Before submitting an issue, please make sure it hasn't been already addressed by searching through the existing and past issues.

Describe the bug

RuntimeError: Quantization failed for Qwen/Qwen3.5-4B with exit code 1
  Calibrating for FP8_DEFAULT_CFG(effective-bits: 8.0): 100%|██████████| 43/43 [00:17<00:00,  2.49it/s]/s]
  /opt/Model-Optimizer/modelopt/torch/quantization/plugins/huggingface.py:1194: UserWarning: AutoQuantize: Huggingface model detected - Enabling gradient checkpointing.
  Disable gradient checkpointing after AutoQuantize if this is not desired!
    warnings.warn(
  AutoQuantize: Enabling gradient for param embed_tokens.weight.

  Estimating auto_quantize scores:   0%|          | 0/10 [00:00<?, ?it/s]| 46/256 [00:18<01:24,  2.48it/s]| reserved:  1.35e+05 | max_reserved:  1.35e+05
  Traceback (most recent call last):
    File "/opt/Model-Optimizer/examples/llm_ptq/hf_ptq.py", line 1215, in <module>
      main(args)
    File "/opt/Model-Optimizer/examples/llm_ptq/hf_ptq.py", line 1193, in main
      quantize_main(
    File "/opt/Model-Optimizer/examples/llm_ptq/hf_ptq.py", line 878, in quantize_main
      auto_quantize(
    File "/opt/Model-Optimizer/examples/llm_ptq/hf_ptq.py", line 278, in auto_quantize
      language_model, _ = mtq.auto_quantize(
                          ^^^^^^^^^^^^^^^^^^
    File "/opt/Model-Optimizer/modelopt/torch/quantization/model_quant.py", line 495, in auto_quantize
      searcher.search(model, constraints, config=search_config)  # type: ignore[arg-type]
      ^^^^^^^^^^^^^^^^^^^^^^^^^^^^^^^^^^^^^^^^^^^^^^^^^^^^^^^^^
    File "/opt/Model-Optimizer/modelopt/torch/opt/searcher.py", line 151, in search
      self.before_search()
    File "/opt/Model-Optimizer/modelopt/torch/quantization/algorithms.py", line 637, in before_search
      self.estimate_sensitivity_scores()
    File "/opt/Model-Optimizer/modelopt/torch/quantization/algorithms.py", line 970, in estimate_sensitivity_scores
      self._estimate_auto_quantize_scores(is_param_grad_enabled)
    File "/usr/local/lib/python3.12/dist-packages/torch/utils/_contextlib.py", line 120, in decorate_context
      return func(*args, **kwargs)
             ^^^^^^^^^^^^^^^^^^^^^
    File "/opt/Model-Optimizer/modelopt/torch/quantization/algorithms.py", line 935, in _estimate_auto_quantize_scores
      self._run_func(
    File "/opt/Model-Optimizer/modelopt/torch/quantization/algorithms.py", line 580, in _run_func
      func(self.model, data)
    File "/opt/Model-Optimizer/modelopt/torch/quantization/algorithms.py", line 821, in forward_backward_step
      loss = self.config["loss_func"](output, data)
             ^^^^^^^^^^^^^^^^^^^^^^^^^^^^^^^^^^^^^^
    File "/opt/Model-Optimizer/examples/llm_ptq/hf_ptq.py", line 263, in loss_func
      return output.loss
             ^^^^^^^^^^^
  • ?

Steps/Code to reproduce bug

--qformat nvfp4,fp8 --auto_quantize_bits 4 with HF_ptq and any qwen3.5 model.

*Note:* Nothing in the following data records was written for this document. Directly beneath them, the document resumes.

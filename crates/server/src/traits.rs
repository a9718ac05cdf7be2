//! Common lifecycle for the matchd front doors

use async_trait::async_trait;
use std::net::SocketAddr;
use tokio::task::JoinHandle;
use tokio_util::sync::CancellationToken;

use crate::error::Result;

/// A listener that serves until its token is cancelled
///
/// Implemented by [`HttpServer`](crate::HttpServer),
/// [`WebSocketServer`](crate::WebSocketServer) and
/// [`CombinedServer`](crate::CombinedServer).
#[async_trait]
pub trait Server: Send + Sync + 'static {
    /// Short label used in logs ("http", "websocket", the service name)
    fn name(&self) -> &str;

    /// Bound address; `None` until the listener is up
    fn address(&self) -> Option<SocketAddr>;

    fn is_running(&self) -> bool;

    /// Bind and serve. Returns once `shutdown` fires and open connections are closed.
    async fn run(&self, shutdown: CancellationToken) -> Result<()>;
}

pub trait ServerExt: Server + Sized {
    /// Run on a background task with a fresh token
    fn spawn(self) -> (JoinHandle<Result<()>>, CancellationToken) {
        let token = CancellationToken::new();
        let task_token = token.clone();
        let handle = tokio::spawn(async move { self.run(task_token).await });
        (handle, token)
    }
}

impl<T: Server> ServerExt for T {}

#[cfg(test)]
mod tests {
    use super::*;
    use std::sync::atomic::{AtomicBool, Ordering};
    use std::sync::Arc;
    use std::time::Duration;

    #[derive(Default)]
    struct IdleServer {
        running: AtomicBool,
    }

    #[async_trait]
    impl Server for Arc<IdleServer> {
        fn name(&self) -> &str {
            "idle"
        }

        fn address(&self) -> Option<SocketAddr> {
            None
        }

        fn is_running(&self) -> bool {
            self.running.load(Ordering::Acquire)
        }

        async fn run(&self, shutdown: CancellationToken) -> Result<()> {
            self.running.store(true, Ordering::Release);
            shutdown.cancelled().await;
            self.running.store(false, Ordering::Release);
            Ok(())
        }
    }

    #[tokio::test]
    async fn test_spawn_stops_on_cancel() {
        let server = Arc::new(IdleServer::default());
        let (handle, token) = server.clone().spawn();

        tokio::time::timeout(Duration::from_secs(1), async {
            while !server.is_running() {
                tokio::task::yield_now().await;
            }
        })
        .await
        .unwrap();

        token.cancel();
        let result = tokio::time::timeout(Duration::from_secs(1), handle).await;
        assert!(matches!(result, Ok(Ok(Ok(())))));
        assert!(!server.is_running());
    }
}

See https://huggingface.co/docs/transformers/model_doc/qwen3_5

  • ?

Expected behavior

Who can help?

  • ?

System information

  • Container used (if applicable): ?
  • OS (e.g., Ubuntu 22.04, CentOS 7, Windows 10): ?
  • CPU architecture (x86_64, aarch64): ?
  • GPU name (e.g. H100, A100, L40S): ?
  • GPU memory size: ?
  • Number of GPUs: ?
  • Library versions (if applicable):
    • Python: ?
    • ModelOpt version or commit hash: ?
    • CUDA: ?
    • PyTorch: ?
    • Transformers: ?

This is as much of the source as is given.